WHAT THE EXERCISE ASKS
Write the line that contains "commonly used types" and each one after it, word for word, ending with the final line of the data.

Records drawn from a dataset:

%%

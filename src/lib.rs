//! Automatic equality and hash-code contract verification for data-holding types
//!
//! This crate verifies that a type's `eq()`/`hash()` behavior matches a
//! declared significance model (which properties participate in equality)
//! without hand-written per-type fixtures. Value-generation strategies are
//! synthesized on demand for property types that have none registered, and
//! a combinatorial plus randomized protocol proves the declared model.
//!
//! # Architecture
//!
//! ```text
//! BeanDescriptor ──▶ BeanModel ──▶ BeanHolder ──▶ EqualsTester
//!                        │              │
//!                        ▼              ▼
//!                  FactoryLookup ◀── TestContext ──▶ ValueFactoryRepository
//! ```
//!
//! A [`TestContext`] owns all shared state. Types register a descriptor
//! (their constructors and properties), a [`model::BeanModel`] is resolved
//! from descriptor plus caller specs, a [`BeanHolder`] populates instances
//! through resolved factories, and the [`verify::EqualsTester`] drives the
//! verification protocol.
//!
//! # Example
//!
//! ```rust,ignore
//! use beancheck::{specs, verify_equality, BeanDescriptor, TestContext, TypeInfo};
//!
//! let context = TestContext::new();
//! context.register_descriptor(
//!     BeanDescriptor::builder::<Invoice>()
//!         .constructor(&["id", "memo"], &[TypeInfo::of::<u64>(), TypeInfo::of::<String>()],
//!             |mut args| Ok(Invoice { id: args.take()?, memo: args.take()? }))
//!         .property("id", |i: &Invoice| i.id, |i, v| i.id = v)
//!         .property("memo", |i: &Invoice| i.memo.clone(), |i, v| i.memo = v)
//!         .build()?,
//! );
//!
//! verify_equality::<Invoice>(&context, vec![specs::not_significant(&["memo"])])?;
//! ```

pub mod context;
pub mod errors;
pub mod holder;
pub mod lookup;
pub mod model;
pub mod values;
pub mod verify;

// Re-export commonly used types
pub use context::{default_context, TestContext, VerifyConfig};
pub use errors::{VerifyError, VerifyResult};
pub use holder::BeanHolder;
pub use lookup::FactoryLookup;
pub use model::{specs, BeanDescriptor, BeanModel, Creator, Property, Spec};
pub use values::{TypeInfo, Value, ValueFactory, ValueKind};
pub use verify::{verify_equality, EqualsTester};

%%

RESULT FOR THIS EXERCISE
// Re-export commonly used types
pub use context::{default_context, TestContext, VerifyConfig};
pub use errors::{VerifyError, VerifyResult};
pub use holder::BeanHolder;
pub use lookup::FactoryLookup;
pub use model::{specs, BeanDescriptor, BeanModel, Creator, Property, Spec};
pub use values::{TypeInfo, Value, ValueFactory, ValueKind};
pub use verify::{verify_equality, EqualsTester};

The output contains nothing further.